======== Dataset ========

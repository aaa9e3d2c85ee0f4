//! Database abstraction traits
//!
//! The migration talks to its two external systems only through these
//! traits. The PostgreSQL adapters implement them for production runs and
//! in-memory doubles implement them in tests.

use crate::domain::{DedupKey, DocumentId, LedgerDocument, Result, SourceRow};
use async_trait::async_trait;
use chrono::NaiveDate;

/// One page request against the relational source
#[derive(Debug, Clone, Copy, PartialEq, Eq)]
pub struct PageQuery {
    /// Number of rows to skip in the deterministic ordering
    pub offset: u64,

    /// Maximum number of rows to return
    pub limit: usize,

    /// Only rows with `entry_date >= window_start` are selected
    pub window_start: NaiveDate,
}

/// A document ready to be inserted, with its optional dedup key
#[derive(Debug, Clone)]
pub struct PendingDocument {
    pub body: LedgerDocument,
    pub dedup_key: Option<DedupKey>,
}

impl PendingDocument {
    /// Document without a dedup key (at-least-once writes)
    pub fn plain(body: LedgerDocument) -> Self {
        Self {
            body,
            dedup_key: None,
        }
    }

    /// Document keyed by its content hash (idempotent writes)
    pub fn keyed(body: LedgerDocument) -> Self {
        let dedup_key = Some(body.dedup_key());
        Self { body, dedup_key }
    }
}

/// Outcome of an all-or-nothing batch commit
#[derive(Debug, Clone, Default, PartialEq, Eq)]
pub struct CommitResult {
    /// Documents inserted by this commit
    pub written: usize,

    /// Documents whose dedup key was already present
    pub duplicates_skipped: usize,

    /// Identifiers assigned to the inserted documents, in batch order
    pub document_ids: Vec<DocumentId>,
}

impl CommitResult {
    /// Result of committing nothing
    pub fn empty() -> Self {
        Self::default()
    }
}

/// Relational source of ledger rows
#[async_trait]
pub trait LedgerSource: Send + Sync {
    /// Fetch one page of active-account rows
    ///
    /// Rows come back in a stable order so that consecutive offsets never
    /// overlap or skip. At most `query.limit` rows are returned.
    ///
    /// # Errors
    ///
    /// Returns `LiftError::Source` or `LiftError::Connection` on failure.
    async fn fetch_page(&self, query: &PageQuery) -> Result<Vec<SourceRow>>;

    /// Test the connection
    async fn test_connection(&self) -> Result<()>;

    /// Release the underlying connections
    ///
    /// Must tolerate being called more than once.
    fn close(&self);
}

/// Document-oriented sink
#[async_trait]
pub trait DocumentSink: Send + Sync {
    /// Create the document collection if it does not exist
    async fn ensure_schema(&self) -> Result<()>;

    /// Insert every document or none of them
    ///
    /// Each inserted document gets a freshly generated `DocumentId`.
    /// Documents carrying a dedup key that is already stored are skipped
    /// and counted instead of inserted.
    ///
    /// # Errors
    ///
    /// Returns `LiftError::Sink` if the batch could not be committed. In
    /// that case nothing from the batch is visible in the sink.
    async fn commit_batch(&self, documents: Vec<PendingDocument>) -> Result<CommitResult>;

    /// Number of documents currently stored
    async fn count_documents(&self) -> Result<u64>;

    /// Test the connection
    async fn test_connection(&self) -> Result<()>;

    /// Release the underlying connections
    ///
    /// Must tolerate being called more than once.
    fn close(&self);
}
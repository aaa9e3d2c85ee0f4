//! Status command implementation
//!
//! Shows the saved checkpoint and, on request, the number of documents in
//! the sink.

use crate::adapters::database::DocumentSink;
use crate::adapters::postgresql::PostgresDocumentSink;
use crate::config::load_config;
use crate::core::state::ProgressStore;
use clap::Args;

/// Arguments for the status command
#[derive(Args, Debug, Default)]
pub struct StatusArgs {
    /// Also connect to the sink and count stored documents
    #[arg(long)]
    pub documents: bool,
}

impl StatusArgs {
    /// Execute the status command
    pub async fn execute(&self, config_path: &str) -> anyhow::Result<i32> {
        tracing::info!("Checking migration status");

        println!("📊 Migration Status");
        println!();

        let config = match load_config(config_path) {
            Ok(c) => c,
            Err(e) => {
                println!("❌ Failed to load configuration file");
                println!("   Error: {e}");
                return Ok(2);
            }
        };

        let store = ProgressStore::new(&config.migration.checkpoint_path);
        let checkpoint = store.load().await;
        let page_size = config.migration.page_size;

        println!("  Checkpoint file: {}", store.path().display());
        if checkpoint.is_initial() {
            println!("  No progress recorded.");
            println!("  Run 'ledgerlift migrate' to start the migration.");
        } else {
            println!("  Next offset: {}", checkpoint.offset);
            println!("  Total migrated: {}", checkpoint.total_migrated);
            println!(
                "  Pages committed: {}",
                checkpoint.offset / page_size.max(1) as u64
            );
            if !checkpoint.is_aligned(page_size) {
                println!(
                    "  ⚠️  Offset is not a multiple of the configured page_size ({page_size}); \
                     'migrate' will refuse to resume"
                );
            }
        }

        if self.documents {
            let sink = match PostgresDocumentSink::new(&config.sink) {
                Ok(s) => s,
                Err(e) => {
                    println!("❌ Failed to create sink client");
                    println!("   Error: {e}");
                    return Ok(e.exit_code());
                }
            };

            let counted = sink.count_documents().await;
            sink.close();

            match counted {
                Ok(count) => {
                    println!("  Documents in {}: {count}", config.sink.collection);
                    if count < checkpoint.total_migrated {
                        println!("  ⚠️  Sink holds fewer documents than the checkpoint records");
                    }
                }
                Err(e) => {
                    println!("❌ Failed to count documents");
                    println!("   Error: {e}");
                    return Ok(4);
                }
            }
        }

        println!();
        Ok(0)
    }
}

========

_Work instructions:_ Please give back all of the records exactly as written.

_Output:_
repository aaa9e3d2c85ee0f4
//! Database abstraction traits
//!
//! The migration talks to its two external systems only through these
//! traits. The PostgreSQL adapters implement them for production runs and
//! in-memory doubles implement them in tests.

use crate::domain::{DedupKey, DocumentId, LedgerDocument, Result, SourceRow};
use async_trait::async_trait;
use chrono::NaiveDate;

/// One page request against the relational source
#[derive(Debug, Clone, Copy, PartialEq, Eq)]
pub struct PageQuery {
    /// Number of rows to skip in the deterministic ordering
    pub offset: u64,

    /// Maximum number of rows to return
    pub limit: usize,

    /// Only rows with `entry_date >= window_start` are selected
    pub window_start: NaiveDate,
}

/// A document ready to be inserted, with its optional dedup key
#[derive(Debug, Clone)]
pub struct PendingDocument {
    pub body: LedgerDocument,
    pub dedup_key: Option<DedupKey>,
}

impl PendingDocument {
    /// Document without a dedup key (at-least-once writes)
    pub fn plain(body: LedgerDocument) -> Self {
        Self {
            body,
            dedup_key: None,
        }
    }

    /// Document keyed by its content hash (idempotent writes)
    pub fn keyed(body: LedgerDocument) -> Self {
        let dedup_key = Some(body.dedup_key());
        Self { body, dedup_key }
    }
}

/// Outcome of an all-or-nothing batch commit
#[derive(Debug, Clone, Default, PartialEq, Eq)]
pub struct CommitResult {
    /// Documents inserted by this commit
    pub written: usize,

    /// Documents whose dedup key was already present
    pub duplicates_skipped: usize,

    /// Identifiers assigned to the inserted documents, in batch order
    pub document_ids: Vec<DocumentId>,
}

impl CommitResult {
    /// Result of committing nothing
    pub fn empty() -> Self {
        Self::default()
    }
}

/// Relational source of ledger rows
#[async_trait]
pub trait LedgerSource: Send + Sync {
    /// Fetch one page of active-account rows
    ///
    /// Rows come back in a stable order so that consecutive offsets never
    /// overlap or skip. At most `query.limit` rows are returned.
    ///
    /// # Errors
    ///
    /// Returns `LiftError::Source` or `LiftError::Connection` on failure.
    async fn fetch_page(&self, query: &PageQuery) -> Result<Vec<SourceRow>>;

    /// Test the connection
    async fn test_connection(&self) -> Result<()>;

    /// Release the underlying connections
    ///
    /// Must tolerate being called more than once.
    fn close(&self);
}

/// Document-oriented sink
#[async_trait]
pub trait DocumentSink: Send + Sync {
    /// Create the document collection if it does not exist
    async fn ensure_schema(&self) -> Result<()>;

    /// Insert every document or none of them
    ///
    /// Each inserted document gets a freshly generated `DocumentId`.
    /// Documents carrying a dedup key that is already stored are skipped
    /// and counted instead of inserted.
    ///
    /// # Errors
    ///
    /// Returns `LiftError::Sink` if the batch could not be committed. In
    /// that case nothing from the batch is visible in the sink.
    async fn commit_batch(&self, documents: Vec<PendingDocument>) -> Result<CommitResult>;

    /// Number of documents currently stored
    async fn count_documents(&self) -> Result<u64>;

    /// Test the connection
    async fn test_connection(&self) -> Result<()>;

    /// Release the underlying connections
    ///
    /// Must tolerate being called more than once.
    fn close(&self);
}
repository aaa9e3d2c85ee0f4
//! Status command implementation
//!
//! Shows the saved checkpoint and, on request, the number of documents in
//! the sink.

use crate::adapters::database::DocumentSink;
use crate::adapters::postgresql::PostgresDocumentSink;
use crate::config::load_config;
use crate::core::state::ProgressStore;
use clap::Args;

/// Arguments for the status command
#[derive(Args, Debug, Default)]
pub struct StatusArgs {
    /// Also connect to the sink and count stored documents
    #[arg(long)]
    pub documents: bool,
}

impl StatusArgs {
    /// Execute the status command
    pub async fn execute(&self, config_path: &str) -> anyhow::Result<i32> {
        tracing::info!("Checking migration status");

        println!("📊 Migration Status");
        println!();

        let config = match load_config(config_path) {
            Ok(c) => c,
            Err(e) => {
                println!("❌ Failed to load configuration file");
                println!("   Error: {e}");
                return Ok(2);
            }
        };

        let store = ProgressStore::new(&config.migration.checkpoint_path);
        let checkpoint = store.load().await;
        let page_size = config.migration.page_size;

        println!("  Checkpoint file: {}", store.path().display());
        if checkpoint.is_initial() {
            println!("  No progress recorded.");
            println!("  Run 'ledgerlift migrate' to start the migration.");
        } else {
            println!("  Next offset: {}", checkpoint.offset);
            println!("  Total migrated: {}", checkpoint.total_migrated);
            println!(
                "  Pages committed: {}",
                checkpoint.offset / page_size.max(1) as u64
            );
            if !checkpoint.is_aligned(page_size) {
                println!(
                    "  ⚠️  Offset is not a multiple of the configured page_size ({page_size}); \
                     'migrate' will refuse to resume"
                );
            }
        }

        if self.documents {
            let sink = match PostgresDocumentSink::new(&config.sink) {
                Ok(s) => s,
                Err(e) => {
                    println!("❌ Failed to create sink client");
                    println!("   Error: {e}");
                    return Ok(e.exit_code());
                }
            };

            let counted = sink.count_documents().await;
            sink.close();

            match counted {
                Ok(count) => {
                    println!("  Documents in {}: {count}", config.sink.collection);
                    if count < checkpoint.total_migrated {
                        println!("  ⚠️  Sink holds fewer documents than the checkpoint records");
                    }
                }
                Err(e) => {
                    println!("❌ Failed to count documents");
                    println!("   Error: {e}");
                    return Ok(4);
                }
            }
        }

        println!();
        Ok(0)
    }
}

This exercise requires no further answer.